* [Assignment] Each entry needs to be given again, character for character.

◆ ◆ ◆

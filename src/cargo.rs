use crate::airport::{airport_id, AirportId};
use crate::error::{require_id, Error, Result};
use crate::time::Time;
use serde::Serialize;
use std::fmt;
use std::sync::Arc;

pub type CargoId = Arc<str>;

/// A consignment with fixed identity, mass and routing.
///
/// Only `current_id` changes after construction; everything else is fixed.
/// Clones are independent values.
#[derive(Debug, Clone, PartialEq, Serialize)]
pub struct Cargo {
    number: CargoId,
    mass: f64,
    departure_id: AirportId,
    destination_id: AirportId,
    current_id: AirportId,
    arrival_time: Time,
    deadline: Option<Time>,
}

impl Cargo {
    pub fn new(
        number: &str,
        mass: f64,
        departure_id: &str,
        destination_id: &str,
        current_id: &str,
        arrival_time: Time,
    ) -> Result<Cargo> {
        require_id("cargo number", number)?;
        if !(mass > 0.0) || !mass.is_finite() {
            return Err(Error::InvalidArgument(format!(
                "cargo {} mass must be positive, got {}",
                number, mass
            )));
        }
        Ok(Cargo {
            number: Arc::from(number.trim()),
            mass,
            departure_id: airport_id("cargo departure", departure_id)?,
            destination_id: airport_id("cargo destination", destination_id)?,
            current_id: airport_id("cargo location", current_id)?,
            arrival_time,
            deadline: None,
        })
    }

    /// Marks the cargo as urgent: it must reach its destination by `deadline`.
    pub fn with_deadline(mut self, deadline: Time) -> Cargo {
        self.deadline = Some(deadline);
        self
    }

    pub fn number(&self) -> &CargoId {
        &self.number
    }

    pub fn mass(&self) -> f64 {
        self.mass
    }

    pub fn departure_id(&self) -> &AirportId {
        &self.departure_id
    }

    pub fn destination_id(&self) -> &AirportId {
        &self.destination_id
    }

    pub fn current_id(&self) -> &AirportId {
        &self.current_id
    }

    pub fn arrival_time(&self) -> Time {
        self.arrival_time
    }

    pub fn deadline(&self) -> Option<Time> {
        self.deadline
    }

    pub fn move_to(&mut self, airport: AirportId) {
        self.current_id = airport;
    }

    pub fn has_reached_destination(&self) -> bool {
        self.current_id == self.destination_id
    }

    pub fn is_overdue(&self, now: Time) -> bool {
        self.deadline
            .map_or(false, |deadline| now > deadline && !self.has_reached_destination())
    }
}

impl fmt::Display for Cargo {
    fn fmt(&self, f: &mut fmt::Formatter<'_>) -> fmt::Result {
        write!(
            f,
            "Cargo #{} ({:.2} kg) [{} -> {}, at {}] arrived {}",
            self.number, self.mass, self.departure_id, self.destination_id, self.current_id, self.arrival_time
        )?;
        if let Some(deadline) = self.deadline {
            write!(f, " due {}", deadline)?;
        }
        Ok(())
    }
}

#[cfg(test)]
mod tests {
    use super::*;

    fn cargo(mass: f64) -> Result<Cargo> {
        Cargo::new("C1", mass, "JFK", "LAX", "JFK", Time(540))
    }

    #[test]
    fn test_rejects_non_positive_mass() {
        assert!(matches!(cargo(0.0), Err(Error::InvalidArgument(_))));
        assert!(matches!(cargo(-5.0), Err(Error::InvalidArgument(_))));
        assert!(matches!(cargo(f64::NAN), Err(Error::InvalidArgument(_))));
        assert!(cargo(0.5).is_ok());
    }

    #[test]
    fn test_rejects_empty_identifiers() {
        assert!(Cargo::new("", 10.0, "JFK", "LAX", "JFK", Time(0)).is_err());
        assert!(Cargo::new("C1", 10.0, "", "LAX", "JFK", Time(0)).is_err());
        assert!(Cargo::new("C1", 10.0, "JFK", "", "JFK", Time(0)).is_err());
        assert!(Cargo::new("C1", 10.0, "JFK", "LAX", "", Time(0)).is_err());
    }

    #[test]
    fn test_clone_is_independent() {
        let original = cargo(500.0).unwrap();
        let mut copy = original.clone();
        copy.move_to(Arc::from("LAX"));

        assert_eq!("JFK", &**original.current_id());
        assert!(copy.has_reached_destination());
        assert!(!original.has_reached_destination());
        assert_eq!(original.number(), copy.number());
        assert_eq!(original.mass(), copy.mass());
    }

    #[test]
    fn test_overdue_only_until_delivered() {
        let mut urgent = cargo(10.0).unwrap().with_deadline(Time(1000));
        assert!(!urgent.is_overdue(Time(1000)));
        assert!(urgent.is_overdue(Time(1001)));
        urgent.move_to(Arc::from("LAX"));
        assert!(!urgent.is_overdue(Time(1001)));
        assert!(!cargo(10.0).unwrap().is_overdue(Time(99_999)));
    }
}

◆ ◆ ◆

* [Task solution]
filename src/cargo.rs
use crate::airport::{airport_id, AirportId};
use crate::error::{require_id, Error, Result};
use crate::time::Time;
use serde::Serialize;
use std::fmt;
use std::sync::Arc;

pub type CargoId = Arc<str>;

/// A consignment with fixed identity, mass and routing.
///
/// Only `current_id` changes after construction; everything else is fixed.
/// Clones are independent values.
#[derive(Debug, Clone, PartialEq, Serialize)]
pub struct Cargo {
    number: CargoId,
    mass: f64,
    departure_id: AirportId,
    destination_id: AirportId,
    current_id: AirportId,
    arrival_time: Time,
    deadline: Option<Time>,
}

impl Cargo {
    pub fn new(
        number: &str,
        mass: f64,
        departure_id: &str,
        destination_id: &str,
        current_id: &str,
        arrival_time: Time,
    ) -> Result<Cargo> {
        require_id("cargo number", number)?;
        if !(mass > 0.0) || !mass.is_finite() {
            return Err(Error::InvalidArgument(format!(
                "cargo {} mass must be positive, got {}",
                number, mass
            )));
        }
        Ok(Cargo {
            number: Arc::from(number.trim()),
            mass,
            departure_id: airport_id("cargo departure", departure_id)?,
            destination_id: airport_id("cargo destination", destination_id)?,
            current_id: airport_id("cargo location", current_id)?,
            arrival_time,
            deadline: None,
        })
    }

    /// Marks the cargo as urgent: it must reach its destination by `deadline`.
    pub fn with_deadline(mut self, deadline: Time) -> Cargo {
        self.deadline = Some(deadline);
        self
    }

    pub fn number(&self) -> &CargoId {
        &self.number
    }

    pub fn mass(&self) -> f64 {
        self.mass
    }

    pub fn departure_id(&self) -> &AirportId {
        &self.departure_id
    }

    pub fn destination_id(&self) -> &AirportId {
        &self.destination_id
    }

    pub fn current_id(&self) -> &AirportId {
        &self.current_id
    }

    pub fn arrival_time(&self) -> Time {
        self.arrival_time
    }

    pub fn deadline(&self) -> Option<Time> {
        self.deadline
    }

    pub fn move_to(&mut self, airport: AirportId) {
        self.current_id = airport;
    }

    pub fn has_reached_destination(&self) -> bool {
        self.current_id == self.destination_id
    }

    pub fn is_overdue(&self, now: Time) -> bool {
        self.deadline
            .map_or(false, |deadline| now > deadline && !self.has_reached_destination())
    }
}

impl fmt::Display for Cargo {
    fn fmt(&self, f: &mut fmt::Formatter<'_>) -> fmt::Result {
        write!(
            f,
            "Cargo #{} ({:.2} kg) [{} -> {}, at {}] arrived {}",
            self.number, self.mass, self.departure_id, self.destination_id, self.current_id, self.arrival_time
        )?;
        if let Some(deadline) = self.deadline {
            write!(f, " due {}", deadline)?;
        }
        Ok(())
    }
}

#[cfg(test)]
mod tests {
    use super::*;

    fn cargo(mass: f64) -> Result<Cargo> {
        Cargo::new("C1", mass, "JFK", "LAX", "JFK", Time(540))
    }

    #[test]
    fn test_rejects_non_positive_mass() {
        assert!(matches!(cargo(0.0), Err(Error::InvalidArgument(_))));
        assert!(matches!(cargo(-5.0), Err(Error::InvalidArgument(_))));
        assert!(matches!(cargo(f64::NAN), Err(Error::InvalidArgument(_))));
        assert!(cargo(0.5).is_ok());
    }

    #[test]
    fn test_rejects_empty_identifiers() {
        assert!(Cargo::new("", 10.0, "JFK", "LAX", "JFK", Time(0)).is_err());
        assert!(Cargo::new("C1", 10.0, "", "LAX", "JFK", Time(0)).is_err());
        assert!(Cargo::new("C1", 10.0, "JFK", "", "JFK", Time(0)).is_err());
        assert!(Cargo::new("C1", 10.0, "JFK", "LAX", "", Time(0)).is_err());
    }

    #[test]
    fn test_clone_is_independent() {
        let original = cargo(500.0).unwrap();
        let mut copy = original.clone();
        copy.move_to(Arc::from("LAX"));

        assert_eq!("JFK", &**original.current_id());
        assert!(copy.has_reached_destination());
        assert!(!original.has_reached_destination());
        assert_eq!(original.number(), copy.number());
        assert_eq!(original.mass(), copy.mass());
    }

    #[test]
    fn test_overdue_only_until_delivered() {
        let mut urgent = cargo(10.0).unwrap().with_deadline(Time(1000));
        assert!(!urgent.is_overdue(Time(1000)));
        assert!(urgent.is_overdue(Time(1001)));
        urgent.move_to(Arc::from("LAX"));
        assert!(!urgent.is_overdue(Time(1001)));
        assert!(!cargo(10.0).unwrap().is_overdue(Time(99_999)));
    }
}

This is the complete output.